JESSE EUBANKS: And so after Tayveon died, they had a funeral for him.
DREQUAN JACKSON: I can’t really remember it because I had my eyes closed most of the time. The funeral came and I had my head down the whole time and, y’know, it was the saddest funeral. It’s just like I’d seen him the day before. Yeah.
JESSE EUBANKS: And Drequan didn’t really know what to do with everything that he’d experienced, like I don’t even, I didn’t even know what to do as he was telling me this story. I’m not sure how to respond, like Drequan is the one who lived through it and even he, he didn’t know how to respond, so he was like ‘I’m just gonna go back to my routine.’

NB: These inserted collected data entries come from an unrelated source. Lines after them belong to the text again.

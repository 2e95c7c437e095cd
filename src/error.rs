use std::io;

use thiserror::Error;

/// Errors raised by the GPI layer.
///
/// Failure is always local: a backend that cannot be constructed aborts only
/// its own registration, and a per-pin failure never takes down the polling
/// loop or the process.
#[derive(Debug, Error)]
pub enum Error {
    /// The bus character device could not be opened.
    #[error("bus device {path} unavailable: {source}")]
    TransportUnavailable {
        path: String,
        #[source]
        source: io::Error,
    },

    /// A transport operation was attempted before a target chip was selected.
    #[error("no target chip selected on the bus")]
    NoTarget,

    /// The GPIO register block could not be opened or mapped.
    #[error("mapping GPIO registers failed: {0}")]
    MapFailed(#[source] io::Error),

    /// Every backend slot is occupied.
    #[error("no free backend slot (capacity {0})")]
    RegistryFull(usize),

    /// Flat pin number outside `[0, count())`.
    #[error("pin {0} is out of range")]
    InvalidPin(u32),

    /// Write attempted on a pin that is currently disabled.
    #[error("pin {0} is disabled")]
    PinDisabled(u32),

    /// Backend slot index that does not name an occupied slot.
    #[error("backend slot {0} is not occupied")]
    InvalidSlot(usize),

    /// Expander chip address outside the documented range.
    #[error("invalid chip address {0:#04x} (expected 0x20..=0x27)")]
    InvalidAddress(u8),

    /// The owning backend cannot perform the requested operation.
    #[error("unsupported operation: {0}")]
    Unsupported(&'static str),

    /// Byte transfer failure on an open transport.
    #[error("bus transfer failed: {0}")]
    Io(#[from] io::Error),
}

pub type Result<T> = std::result::Result<T, Error>;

DREQUAN JACKSON: I went to work. That’s how I knew I wasn’t allowing myself to process. I went to work two days after my brother was killed. I went back to work. So that’s how I knew I had a real problem with processing things.
RACHEL SZABO: Yeah, but how is he supposed to know how to handle this in a healthy way? I mean, you said he’s, what, like 20 at this point? I mean this would be hard for any person to deal with, let alone someone so young.
JESSE EUBANKS: Yeah, I mean it’s sad because there’s actually been studies that show that people in low-income, inner-city neighborhoods experience higher than average rates of trauma. And as a result, conditions such as PTSD can be more common in these neighborhoods because people in these neighborhoods often don’t have the resources to help people navigate through trauma.
RACHEL SZABO: Okay, so then, but what is a good way to deal with it? Like obviously him going back to work two days after his brother was shot isn’t a healthy thing to do, but what is healthy?
JESSE EUBANKS: Well, to help answer that, I sat down with this guy.
JAMES SANTOS: When we do feel the grief, we, we wanna shut it off. And we shut it off because it’s not making sense in our brains.
JESSE EUBANKS: Coming up — how to grieve well. We’ll be right back.
COMMERCIAL
JESSE EUBANKS: You’re listening to the Love Thy Neighborhood podcast. I’m Jesse Eubanks.
RACHEL SZABO: And I’m Rachel Szabo. Today’s episode — where the gospel meets end of life.
JESSE EUBANKS: We just heard the story of Drequan and the sudden loss of his brother, and with loss comes grief. But what is grief, and how should we handle it?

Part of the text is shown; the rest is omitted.